No Rest for the Wicked (9 page)

Read No Rest for the Wicked Online

Authors: A. M. Riley

Tags: #Mystery, #Vampires, #Gay, #Contemporary, #Romance, #Fantasy

“You're an asshole,” I told him, holding my head to make it stop vibrating.

“Yeah. Well.” Breathing hard, Caballo threw himself back into the chair, picking up his game again and resuming play, despite a swollen eye and split lip. “Takes one to know one.”

“I don't ever want one of you bastards anywhere near him.”

“Got the message loud and clear.” Caballo grinned. “Hell, he must be something else.”

“He is,” I said quietly.

Caballo gave me a look with his one good eye. “Listen to me. You know why I hook up with a different one every night? I don't want to get attached to them.”

“Them?” What the hell was he talking about?

“Mortals, man. Life is short, Adam. Really short.”

My lip was bleeding. I touched it with the back of my hand and said, “Asshole. Just stay away from him.”

The van lurched to a stop, and Drew turned around in his seat, calling through the tiny window, “We're home, boys.”

Chapter Six

Betsy gave Caballo and me the eye when we walked in bloody and disheveled, but all she said was, “Have a seat.”

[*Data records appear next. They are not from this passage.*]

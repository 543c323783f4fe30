//! Keyward device admission service daemon.
//!
//! Composes the two API surfaces over one shared registry:
//! - `/api/internal/v1` — trusted service-to-service surface
//! - `/api/management/v1` — operator-facing management surface

mod config;
mod error;

use std::sync::Arc;

use axum::{routing::get, Router};
use keyward_store::DeviceRegistry;
use keyward_tenant::OpenTenantResolver;
use tracing_subscriber::EnvFilter;

use crate::config::DaemonConfig;
use crate::error::DaemonResult;

#[tokio::main]
async fn main() -> DaemonResult<()> {
    tracing_subscriber::fmt()
        .with_env_filter(
            EnvFilter::try_from_default_env().unwrap_or_else(|_| EnvFilter::new("info")),
        )
        .init();

    let config = DaemonConfig::from_env()?;
    let app = build_app();

    let addr = config.bind_addr();
    let listener = tokio::net::TcpListener::bind(&addr).await?;
    tracing::info!(addr = %addr, "keywardd listening");

    axum::serve(listener, app).await?;
    Ok(())
}

/// Builds the full application router.
///
/// Tenant claims are not re-vetted here: the fronting gateway and the
/// tenant-management service own credential verification, so the open
/// resolver is wired in. Deployments that terminate management traffic
/// directly should swap in a resolver backed by the tenant service.
fn build_app() -> Router {
    let registry = DeviceRegistry::new();

    let internal = keyward_api_internal::internal_router(registry.clone());
    let management =
        keyward_api_devices::devices_router(registry.clone(), Arc::new(OpenTenantResolver));

    Router::new()
        .route("/health", get(health))
        .nest("/api/internal/v1", internal)
        .nest("/api/management/v1", management)
}

/// Liveness probe.
async fn health() -> &'static str {
    "ok"
}

#[cfg(test)]
mod tests {
    use super::*;

    #[test]
    fn test_build_app() {
        // The router must assemble without panicking.
        let _app = build_app();
    }
}
//! Common test utilities for keyward-api-internal integration tests.

#![allow(dead_code)]

use axum::body::Body;
use axum::Router;
use http::{header, Method, Request, StatusCode};
use http_body_util::BodyExt;
use keyward_core::{AuthSetId, AuthStatus};
use keyward_store::{DeviceRegistry, PartitionKey};
use serde_json::Value;
use tower::ServiceExt;

/// Build the internal router plus a handle on its registry for seeding
/// and assertions.
pub fn internal_app() -> (Router, DeviceRegistry) {
    let registry = DeviceRegistry::new();
    let app = keyward_api_internal::internal_router(registry.clone());
    (app, registry)
}

/// Send one request and collect (status, parsed JSON body).
pub async fn send(
    app: &Router,
    method: Method,
    uri: &str,
    tenant: Option<&str>,
    body: Option<Value>,
) -> (StatusCode, Value) {
    let mut builder = Request::builder()
        .method(method)
        .uri(uri)
        .header(header::CONTENT_TYPE, "application/json");
    if let Some(tenant) = tenant {
        builder = builder.header("X-Keyward-Tenant", tenant);
    }

    let body = match body {
        Some(value) => Body::from(value.to_string()),
        None => Body::empty(),
    };
    let request = builder.body(body).expect("request must build");

    let response = app
        .clone()
        .oneshot(request)
        .await
        .expect("router must respond");
    let status = response.status();
    let bytes = response
        .into_body()
        .collect()
        .await
        .expect("body must collect")
        .to_bytes();
    let json = if bytes.is_empty() {
        Value::Null
    } else {
        serde_json::from_slice(&bytes).unwrap_or(Value::Null)
    };
    (status, json)
}

/// Ids of the authentication sets seeded by [`init_auth_sets`], one per
/// reachable status.
pub struct SeededAuthSets {
    pub pending: AuthSetId,
    pub accepted: AuthSetId,
    pub rejected: AuthSetId,
    pub preauthorized: AuthSetId,
}

/// Seed a partition with sets in every state: five bootstrap submissions,
/// one accepted, one rejected, plus a preauthorized set.
pub fn init_auth_sets(registry: &DeviceRegistry, partition: &PartitionKey) -> SeededAuthSets {
    let mut pending_ids = Vec::new();
    for n in 0..5 {
        let outcome = registry.submit(
            partition,
            &format!(r#"{{"mac":"00:00:00:00:00:0{n}"}}"#),
            &format!("key-{n}"),
        );
        pending_ids.push(outcome.set.id);
    }

    registry
        .decide(partition, pending_ids[0], AuthStatus::Accepted)
        .expect("seeding accept must succeed");
    registry
        .decide(partition, pending_ids[3], AuthStatus::Rejected)
        .expect("seeding reject must succeed");

    let preauthorized = registry
        .preauthorize(partition, r#"{"mac":"preauth-mac"}"#, "preauth-key")
        .expect("seeding preauthorize must succeed");

    SeededAuthSets {
        pending: pending_ids[1],
        accepted: pending_ids[0],
        rejected: pending_ids[3],
        preauthorized: preauthorized.id,
    }
}
//! Application state for the internal API surface.

use keyward_store::DeviceRegistry;

/// Shared state handed to every internal API handler.
#[derive(Clone)]
pub struct InternalApiState {
    /// The partition-per-tenant authentication-set registry.
    pub registry: DeviceRegistry,
}

impl InternalApiState {
    /// Creates the state around a registry handle.
    #[must_use]
    pub fn new(registry: DeviceRegistry) -> Self {
        Self { registry }
    }
}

Betsy's dark hair, dark eyes, and diminutive frame were not the only things about her that reminded me of a rat. She was a hoarder. Headquarters was filled with the various objects she'd ferreted out of dumpsters or found abandoned by the curb. The only reason the rooms weren't an intolerable rat's nest of her treasures was Drew, who would surreptitiously cart the trash out again. One night, Betsy had scavenged a long folding table and some really uncomfortable chairs from somewhere. Unfortunately, Drew hadn't been able to dispose of these yet, and periodically Betsy would make us all sit at the table and have a meeting.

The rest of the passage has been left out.